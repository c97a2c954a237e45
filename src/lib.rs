//! goinfer - static return-value inference and doc-comment lookup for Go.
//!
//! goinfer loads a tree of Go packages, type-checks it, and answers two
//! questions code generators keep asking about Go sources:
//!
//! - which comments document a declaration, field, statement or expression;
//! - which concrete values (type plus constant value when known) a function
//!   may return in each of its result slots.
//!
//! # Architecture
//!
//! The codebase uses tree-sitter for parsing:
//!
//! - `syntax`: tree-sitter front end lowering files into a shared node arena
//! - `program`: packages, objects and the static type checker
//! - `analysis`: comment attachment and return value resolution
//! - `report`: serializable views of analysis results
//! - `config`: optional YAML configuration
//!
//! # Example
//!
//! ```no_run
//! use goinfer::Program;
//!
//! let program = Program::load("./mypkg")?;
//! if let Some(f) = program.func("Handler") {
//!     println!("{}", program.comments_of(program.object(f).ident.unwrap()));
//!     if let Some(results) = program.results_of(f)? {
//!         for (slot, values) in results.results.slots().iter().enumerate() {
//!             for value in values {
//!                 println!("{}: {}", slot, value);
//!             }
//!         }
//!     }
//! }
//! # Ok::<(), goinfer::Error>(())
//! ```

pub mod analysis;
pub mod config;
pub mod error;
pub mod program;
pub mod report;
pub mod syntax;

pub use analysis::{
    CommentScanner, ExpressionEvaluator, FunctionResults, ResultSet, ReturnValueResolver,
    TypedValue,
};
pub use config::Config;
pub use error::{Error, Result};
pub use program::{ObjectId, Program, ProgramBuilder, SymbolKind};
pub use syntax::{FileId, NodeId, Span};
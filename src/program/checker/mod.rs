//! Partial Go type checker.
//!
//! Records, for every checked expression, its static type and constant
//! value, and for every identifier the object it defines or uses.
//! Package-level declarations are resolved lazily, so they may refer to each
//! other in any order; function bodies are checked afterwards, in source
//! order. Anything the checker does not understand gets [`Type::Invalid`].

mod expr;
mod stmt;
mod typexpr;

use std::collections::{HashMap, HashSet};
use std::mem;

use tracing::trace;

use super::objects::{Object, ObjectKind, BASIC_TYPES, BUILTINS};
use super::types::{BasicKind, InterfaceMethod, NamedRef, Signature, Type, TypeAndValue};
use super::{ObjectId, PackageId, Program};
use crate::syntax::{FileId, NodeId, SyntaxKind};

/// Type-check every package of the program in place.
pub(crate) fn check(program: &mut Program) {
    let mut checker = Checker::new(program);
    checker.install_universe();
    checker.collect();
    checker.resolve_pending();
    checker.check_bodies();
}

/// Package-level declaration whose type is computed on first use.
#[derive(Debug, Clone, Copy)]
enum Pending {
    Const {
        spec: NodeId,
        /// Spec holding the type and values; differs from `spec` for
        /// implicitly repeated constants.
        source: NodeId,
        iota: i128,
        file: FileId,
    },
    Var {
        spec: NodeId,
        file: FileId,
    },
    Type {
        spec: NodeId,
        file: FileId,
    },
    Func {
        decl: NodeId,
        file: FileId,
    },
}

impl Pending {
    fn file(&self) -> FileId {
        match *self {
            Pending::Const { file, .. }
            | Pending::Var { file, .. }
            | Pending::Type { file, .. }
            | Pending::Func { file, .. } => file,
        }
    }
}

/// Names visible in one file only.
#[derive(Debug, Default)]
struct FileScope {
    imports: HashMap<String, ObjectId>,
    dot_imports: Vec<PackageId>,
}

/// Checking environment, saved while a pending declaration is resolved.
struct Env {
    scopes: Vec<HashMap<String, ObjectId>>,
    file: FileId,
    package: PackageId,
    iota: Option<i128>,
    record: bool,
}

struct Checker<'a> {
    p: &'a mut Program,
    /// Local scopes, innermost last.
    scopes: Vec<HashMap<String, ObjectId>>,
    file: FileId,
    package: PackageId,
    iota: Option<i128>,
    /// Whether expression types are recorded; off while re-evaluating the
    /// values of an implicitly repeated constant spec.
    record: bool,
    file_scopes: Vec<FileScope>,
    pending: HashMap<ObjectId, Pending>,
    order: Vec<ObjectId>,
    specs_in_progress: HashSet<NodeId>,
    /// Named types of packages outside the program, by qualified name.
    external: HashMap<String, NamedRef>,
}
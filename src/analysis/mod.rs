//! Analyses over a loaded [`Program`].
//!
//! Two questions are answered here:
//! - which comments document a node ([`CommentScanner`]);
//! - which values a function can return in each result slot
//!   ([`ReturnValueResolver`]).
//!
//! # Architecture
//!
//! ```text
//! ┌─────────────────┐     ┌──────────────────┐     ┌─────────────────┐
//! │ Program         │────▶│ ReturnValue      │────▶│ FunctionResults │
//! │ (types, objects)│     │ Resolver         │     │ (slot → values) │
//! └─────────────────┘     └──────────────────┘     └─────────────────┘
//!          │                       │
//!          │                       ▼
//!          │              ┌──────────────────┐
//!          │              │ Expression       │
//!          │              │ Evaluator        │
//!          │              └──────────────────┘
//!          ▼
//! ┌─────────────────┐
//! │ CommentScanner  │────▶ comment text per node
//! └─────────────────┘
//! ```
//!
//! Both analyses are read-only over the program, so any number of them may
//! run concurrently against one [`Program`].

mod comments;
mod eval;
mod results;

pub use comments::{render_comment_groups, CommentScanner};
pub use eval::ExpressionEvaluator;
pub use results::{FunctionResults, ResultSet, ReturnValueResolver, TypedValue};

use crate::error::Result;
use crate::program::{ObjectId, Program};
use crate::syntax::NodeId;

impl Program {
    /// Comment text documenting a node, or an empty string.
    pub fn comments_of(&self, node: NodeId) -> String {
        CommentScanner::for_node(self, node).comments_of(node)
    }

    /// Possible return values of a function or method object.
    ///
    /// Returns `Ok(None)` when the object is not a function with a body in
    /// the program.
    pub fn results_of(&self, function: ObjectId) -> Result<Option<FunctionResults>> {
        ReturnValueResolver::new(self).results_of(function)
    }
}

■ ■ ■ ■

→ EXERCISE REQUIREMENTS: Restate the material exactly, from its opening line to its closing one.

→ THE COMPLETED TASK:
repository c97a2c954a237e45
filename src/lib.rs
//! goinfer - static return-value inference and doc-comment lookup for Go.
//!
//! goinfer loads a tree of Go packages, type-checks it, and answers two
//! questions code generators keep asking about Go sources:
//!
//! - which comments document a declaration, field, statement or expression;
//! - which concrete values (type plus constant value when known) a function
//!   may return in each of its result slots.
//!
//! # Architecture
//!
//! The codebase uses tree-sitter for parsing:
//!
//! - `syntax`: tree-sitter front end lowering files into a shared node arena
//! - `program`: packages, objects and the static type checker
//! - `analysis`: comment attachment and return value resolution
//! - `report`: serializable views of analysis results
//! - `config`: optional YAML configuration
//!
//! # Example
//!
//! ```no_run
//! use goinfer::Program;
//!
//! let program = Program::load("./mypkg")?;
//! if let Some(f) = program.func("Handler") {
//!     println!("{}", program.comments_of(program.object(f).ident.unwrap()));
//!     if let Some(results) = program.results_of(f)? {
//!         for (slot, values) in results.results.slots().iter().enumerate() {
//!             for value in values {
//!                 println!("{}: {}", slot, value);
//!             }
//!         }
//!     }
//! }
//! # Ok::<(), goinfer::Error>(())
//! ```

pub mod analysis;
pub mod config;
pub mod error;
pub mod program;
pub mod report;
pub mod syntax;

pub use analysis::{
    CommentScanner, ExpressionEvaluator, FunctionResults, ResultSet, ReturnValueResolver,
    TypedValue,
};
pub use config::Config;
pub use error::{Error, Result};
pub use program::{ObjectId, Program, ProgramBuilder, SymbolKind};
pub use syntax::{FileId, NodeId, Span};
filename src/program/checker/mod.rs
//! Partial Go type checker.
//!
//! Records, for every checked expression, its static type and constant
//! value, and for every identifier the object it defines or uses.
//! Package-level declarations are resolved lazily, so they may refer to each
//! other in any order; function bodies are checked afterwards, in source
//! order. Anything the checker does not understand gets [`Type::Invalid`].

mod expr;
mod stmt;
mod typexpr;

use std::collections::{HashMap, HashSet};
use std::mem;

use tracing::trace;

use super::objects::{Object, ObjectKind, BASIC_TYPES, BUILTINS};
use super::types::{BasicKind, InterfaceMethod, NamedRef, Signature, Type, TypeAndValue};
use super::{ObjectId, PackageId, Program};
use crate::syntax::{FileId, NodeId, SyntaxKind};

/// Type-check every package of the program in place.
pub(crate) fn check(program: &mut Program) {
    let mut checker = Checker::new(program);
    checker.install_universe();
    checker.collect();
    checker.resolve_pending();
    checker.check_bodies();
}

/// Package-level declaration whose type is computed on first use.
#[derive(Debug, Clone, Copy)]
enum Pending {
    Const {
        spec: NodeId,
        /// Spec holding the type and values; differs from `spec` for
        /// implicitly repeated constants.
        source: NodeId,
        iota: i128,
        file: FileId,
    },
    Var {
        spec: NodeId,
        file: FileId,
    },
    Type {
        spec: NodeId,
        file: FileId,
    },
    Func {
        decl: NodeId,
        file: FileId,
    },
}

impl Pending {
    fn file(&self) -> FileId {
        match *self {
            Pending::Const { file, .. }
            | Pending::Var { file, .. }
            | Pending::Type { file, .. }
            | Pending::Func { file, .. } => file,
        }
    }
}

/// Names visible in one file only.
#[derive(Debug, Default)]
struct FileScope {
    imports: HashMap<String, ObjectId>,
    dot_imports: Vec<PackageId>,
}

/// Checking environment, saved while a pending declaration is resolved.
struct Env {
    scopes: Vec<HashMap<String, ObjectId>>,
    file: FileId,
    package: PackageId,
    iota: Option<i128>,
    record: bool,
}

struct Checker<'a> {
    p: &'a mut Program,
    /// Local scopes, innermost last.
    scopes: Vec<HashMap<String, ObjectId>>,
    file: FileId,
    package: PackageId,
    iota: Option<i128>,
    /// Whether expression types are recorded; off while re-evaluating the
    /// values of an implicitly repeated constant spec.
    record: bool,
    file_scopes: Vec<FileScope>,
    pending: HashMap<ObjectId, Pending>,
    order: Vec<ObjectId>,
    specs_in_progress: HashSet<NodeId>,
    /// Named types of packages outside the program, by qualified name.
    external: HashMap<String, NamedRef>,
}
filename src/analysis/mod.rs
//! Analyses over a loaded [`Program`].
//!
//! Two questions are answered here:
//! - which comments document a node ([`CommentScanner`]);
//! - which values a function can return in each result slot
//!   ([`ReturnValueResolver`]).
//!
//! # Architecture
//!
//! ```text
//! ┌─────────────────┐     ┌──────────────────┐     ┌─────────────────┐
//! │ Program         │────▶│ ReturnValue      │────▶│ FunctionResults │
//! │ (types, objects)│     │ Resolver         │     │ (slot → values) │
//! └─────────────────┘     └──────────────────┘     └─────────────────┘
//!          │                       │
//!          │                       ▼
//!          │              ┌──────────────────┐
//!          │              │ Expression       │
//!          │              │ Evaluator        │
//!          │              └──────────────────┘
//!          ▼
//! ┌─────────────────┐
//! │ CommentScanner  │────▶ comment text per node
//! └─────────────────┘
//! ```
//!
//! Both analyses are read-only over the program, so any number of them may
//! run concurrently against one [`Program`].

mod comments;
mod eval;
mod results;

pub use comments::{render_comment_groups, CommentScanner};
pub use eval::ExpressionEvaluator;
pub use results::{FunctionResults, ResultSet, ReturnValueResolver, TypedValue};

use crate::error::Result;
use crate::program::{ObjectId, Program};
use crate::syntax::NodeId;

impl Program {
    /// Comment text documenting a node, or an empty string.
    pub fn comments_of(&self, node: NodeId) -> String {
        CommentScanner::for_node(self, node).comments_of(node)
    }

    /// Possible return values of a function or method object.
    ///
    /// Returns `Ok(None)` when the object is not a function with a body in
    /// the program.
    pub fn results_of(&self, function: ObjectId) -> Result<Option<FunctionResults>> {
        ReturnValueResolver::new(self).results_of(function)
    }
}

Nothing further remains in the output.